All this, and I'm trying to work on buying that house in Atlanta at the same time--and of course, moving across state lines.

Andrea, my studio mate, tells me that some people have been in our studio to look at her work and several have commented on the small tower drawings I have hanging around, the sketches that are designed to accomplish almost nothing artistically, except work out some ideas. If I could get my head around selling those, I probably would. But God am I far away from that at the moment.

Posted by: MAZE on Tuesday, 18 Oct 2005 | 9:59 PM

Thu Oct 13, 2005

Right this Second: Eight Sources of Inspiration

Right here, right now:
Clive Barker's Hyperkind. Not because it's good, but because it happens to be lying around.

Knot Frum Hear: Slipping Through the Perception Gaps, D. Scot Miller's micro-novella.

The Global Brain Awakens: Our Next Evolutionary Leap

Futurefarmers, aesthetic exuberance

Ed Tufte, sublime information.

FMLS listings, Georgia real estate

Mike Krone at Concordia University, more sublime information.

e-mail, specifically Alex's epistles from West Africa (left, Napoleon's March from Ed Tufte's "Visual Display of Qualitative Information.")

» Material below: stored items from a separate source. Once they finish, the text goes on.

//! Index types for mesh entities.
//!
//! Nodes and elements are identified by explicit, type-safe handles assigned by
//! the mesh source. Node identity is the handle, never the coordinates: two
//! nodes at the same position are still distinct nodes. The handles are
//! generic over the underlying integer type so small meshes can use `u16` and
//! very large ones `u64`.

use std::fmt::{self, Debug, Display};
use std::hash::Hash;

/// Unsigned integer usable as the storage of a node or element handle.
///
/// The all-ones value is reserved as the invalid sentinel, so it compares
/// above every real handle.
pub trait MeshIndex: Copy + Eq + Ord + Hash + Debug + Send + Sync + 'static {
    /// Largest value a real handle may hold.
    const MAX: Self;

    /// Reserved sentinel for "no entity".
    const INVALID: Self;

    /// Narrow a `usize`. Overflow is a debug-build panic.
    fn from_usize(v: usize) -> Self;

    /// Widen to `usize`.
    fn to_usize(self) -> usize;

    /// Whether the value is a real handle.
    #[inline]
    fn is_valid(self) -> bool {
        self != Self::INVALID
    }
}

macro_rules! impl_mesh_index {
    ($($ty:ty),*) => {$(
        impl MeshIndex for $ty {
            const MAX: Self = <$ty>::MAX - 1;
            const INVALID: Self = <$ty>::MAX;

            #[inline]
            fn from_usize(v: usize) -> Self {
                debug_assert!(
                    v <= <$ty as MeshIndex>::MAX as usize,
                    "handle {} does not fit in {}",
                    v,
                    stringify!($ty)
                );
                v as $ty
            }

            #[inline]
            fn to_usize(self) -> usize {
                self as usize
            }
        }
    )*};
}

impl_mesh_index!(u16, u32, u64);

/// Handle of a mesh node.
#[derive(Copy, Clone, Eq, PartialEq, Ord, PartialOrd, Hash)]
#[repr(transparent)]
pub struct NodeId<I: MeshIndex = u32>(I);

/// Handle of a volume, face or edge element.
///
/// Element ids are stable but not necessarily dense.
#[derive(Copy, Clone, Eq, PartialEq, Ord, PartialOrd, Hash)]
#[repr(transparent)]
pub struct ElementId<I: MeshIndex = u32>(I);

macro_rules! impl_handle {
    ($name:ident, $tag:literal) => {
        impl<I: MeshIndex> $name<I> {
            /// Wrap a raw id.
            #[inline]
            pub fn new(id: usize) -> Self {
                Self(I::from_usize(id))
            }

            /// The sentinel handle.
            #[inline]
            pub fn invalid() -> Self {
                Self(I::INVALID)
            }

            /// The id as `usize`.
            #[inline]
            pub fn index(self) -> usize {
                self.0.to_usize()
            }

            /// The id in its storage type.
            #[inline]
            pub fn raw(self) -> I {
                self.0
            }

            /// Whether this is not the sentinel.
            #[inline]
            pub fn is_valid(self) -> bool {
                self.0.is_valid()
            }
        }

        impl<I: MeshIndex> Debug for $name<I> {
            fn fmt(&self, f: &mut fmt::Formatter<'_>) -> fmt::Result {
                match self.is_valid() {
                    true => write!(f, concat!($tag, "({})"), self.index()),
                    false => f.write_str(concat!($tag, "(-)")),
                }
            }
        }

        impl<I: MeshIndex> Display for $name<I> {
            fn fmt(&self, f: &mut fmt::Formatter<'_>) -> fmt::Result {
                Debug::fmt(self, f)
            }
        }

        impl<I: MeshIndex> Default for $name<I> {
            fn default() -> Self {
                Self::invalid()
            }
        }

        impl<I: MeshIndex> From<usize> for $name<I> {
            fn from(id: usize) -> Self {
                Self::new(id)
            }
        }
    };
}

impl_handle!(NodeId, "N");
impl_handle!(ElementId, "E");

Posted by: MAZE on Thursday, 13 Oct 2005 | 10:01 PM

Wed Oct 12, 2005

Signing

When we pick up our story, we find our hero sitting at a desk across from the smiley mortgage loan officer, surrounded by carefully prepared piles of financial documents in manila folders. They've been at this for two and a half hours, but forms are being printed now, papers signed. Things are being photocopied and stapled into packets. It feels like the end of something. Or the beginning.

I've been looking for houses online almost nonstop for a week. There are bargains in Atlanta. Starters for under $100K, small plantations at $150K. I imagine owning property and wince, remembering the lessons from last November: you never own stuff--stuff owns you. Kazki lives in two rooms and has never owned a couch.

2 bedrooms seems manageable. Richard tells me there is such a thing as a 1-bedroom house. Really? No, he's crazy. Maybe in Amish country. 2 bedrooms... well, that's not too much. Less roof means fewer places to spring leaks; small floor spaces are easier to cover.

Stuff owns you. This house should be small and immaculate, I decide, and mostly empty, conducive to the study of philosophy and art. After all, it is the physical instantiation of the INFLUX House. And I begin to imagine: the art/philosophy/science thinktank I've been dreaming of for years. A workshop, a Space for impractical dreams to play out.

It suddenly seems possible. It suddenly seems alive with promise. A reality. A dream. The twighlight of a new brand of creativity.

Posted by: MAZE on Wednesday, 12 Oct 2005 | 11:01 PM

Mon Oct 10, 2005

Spam-a-lot

This update is mostly an effort to force search engines to re-index this site and hopefully throw off the spambots with some modifications I made.

Anyhoo, check out this alert. It's a small step toward redressing the complaints of artists who donate work to various charities and end up feeling undervalued (via Noel Robbins).

Posted by: MAZE on Monday, 10 Oct 2005 | 8:10 AM

Mon Oct 03, 2005

The rumors of my departure have not been greatly exaggerated

Posting will be light over the next couple of weeks. I'm feeling especially caught up in studio practice and it feels too good to get out of.

In the meantime, I suppose I should publicly address the rumors: yes, I am moving to Atlanta and soon. When the curator of a major Austin institution brings it up to me in public as a known fact, then I guess it is...well, a known fact. So anyway, the official word is that I'll move in February or March, but it's looking like sooner may happen. It's about time, really it is.